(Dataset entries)
***

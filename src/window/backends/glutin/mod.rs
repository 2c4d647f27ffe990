mod types;
mod visitor;

pub use self::visitor::GlutinVisitor;

use crate::errors::*;
use crate::settings::{ContextParams, WindowParams};

use super::Visitor;

pub fn new(window: &WindowParams, context: &ContextParams) -> Result<Box<dyn Visitor>> {
    let visitor = GlutinVisitor::new(window, context)?;
    Ok(Box::new(visitor))
}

***

§ Directions: In your answer, reproduce every entry exactly as it was written.

§ Result for this exercise:
filename src/window/backends/glutin/mod.rs
repository 2c4d647f27ffe990
mod types;
mod visitor;

pub use self::visitor::GlutinVisitor;

use crate::errors::*;
use crate::settings::{ContextParams, WindowParams};

use super::Visitor;

pub fn new(window: &WindowParams, context: &ContextParams) -> Result<Box<dyn Visitor>> {
    let visitor = GlutinVisitor::new(window, context)?;
    Ok(Box::new(visitor))
}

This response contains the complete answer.